EL TESTAMENTO DE SHAKESPEARE

 

 

Mario Praz, en su insólito y completísimo recorrido por las habitaciones, muebles y objetos de su famoso apartamento romano de Vía Giulia en “La casa de la vida” se asombra de no encontrar un solo libro citado en el testamento de Shakespeare. “Habla en él, aunque sea en general – dice Praz, el gran crítico de arte – de trajes, de muebles, de joyas, menciona entre la plata una ancha copa o vasija de plata dorada, adjudica a su esposa aquella cama segunda en calidad, que ha hecho especular a la posteridad sobre los méritos o los deméritos de la señora Shakespeare, pero de libros ni una palabra.
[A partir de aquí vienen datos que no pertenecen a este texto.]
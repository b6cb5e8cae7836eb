//! The skip condition.
//!
//! A test of category `C` is skipped if either [`SKIP_ALL_KEY`] or the key of
//! `C` ([`Category::skip_key`]) is asserted in the given [`ConfigLookup`].
//! Combinations fall out of that rule: asserting `skipIntegrationTests` and
//! `skipE2ETests` runs only unit tests.
//!
//! The evaluation is pure. It reads the lookup, it never caches and it never
//! fails, so it can be repeated right before every single test invocation.

use std::fmt::Display;

use crate::{
    category::{Category, SKIP_ALL_KEY},
    config::ConfigLookup,
};

/// The key that caused a test to be skipped.
#[derive(Debug, Clone, Copy, PartialEq, Eq, Hash)]
pub enum SkipCause {
    /// [`SKIP_ALL_KEY`] was asserted.
    All,

    /// The key of this category was asserted.
    Category(Category),
}

impl SkipCause {
    /// The configuration key behind this cause.
    pub const fn key(self) -> &'static str {
        match self {
            SkipCause::All => SKIP_ALL_KEY,
            SkipCause::Category(category) => category.skip_key(),
        }
    }
}

impl Display for SkipCause {
    fn fmt(&self, f: &mut std::fmt::Formatter<'_>) -> std::fmt::Result {
        write!(f, "{} is asserted", self.key())
    }
}

/// Whether a test should run.
#[derive(Debug, Clone, Copy, PartialEq, Eq, Hash, Default)]
pub enum SkipDecision {
    #[default]
    Run,
    Skip(SkipCause),
}

impl SkipDecision {
    pub fn skip(&self) -> bool {
        matches!(self, SkipDecision::Skip(_))
    }

    pub fn cause(&self) -> Option<SkipCause> {
        match self {
            SkipDecision::Run => None,
            SkipDecision::Skip(cause) => Some(*cause),
        }
    }
}

/// Decide whether tests of `category` are skipped for the current `lookup`.
///
/// The global key is checked first, so if both keys are asserted the cause is
/// [`SkipCause::All`].
pub fn evaluate<L>(category: Category, lookup: &L) -> SkipDecision
where
    L: ConfigLookup + ?Sized,
{
    let decision = if lookup.is_asserted(SKIP_ALL_KEY) {
        SkipDecision::Skip(SkipCause::All)
    } else if lookup.is_asserted(category.skip_key()) {
        SkipDecision::Skip(SkipCause::Category(category))
    } else {
        SkipDecision::Run
    };

    tracing::trace!(%category, ?decision, "evaluated skip condition");
    decision
}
Y tan extraño parece pensar en una señora Shakespeare como un Shakespeare ( o en un Dante) sin libros: junto a estos dos genios nos parece cómica una mujercita, pero nos parece igualmente incongruente no verlos rodeados de libros. A Dante nos lo imaginamos muy bien contra un fondo de estanterías como el San Jerónimo de los pintores antiguos, y el busto de Shakespeare lo vemos bien colocado como en una efigie de bronce de principios del siglo XlX que adornaba el tintero de Keats, sobre una pila de libros. Que serán tal vez sus propias obras, pero reflexionemos en lo que dijo aquel otro gran inglés, que se ufanaba de su propia biblioteca, Geoffrey Chaucer: “ Porque de los campos antiguos, como suele decirse, viene todo este nuevo trigo año tras año, y de los libros antiguos, en verdad, viene toda esta nueva ciencia que los hombres aprenden”. Pero Shakespeare no habla de su biblioteca  ni en su testamento, ni en ningún otro lugar”.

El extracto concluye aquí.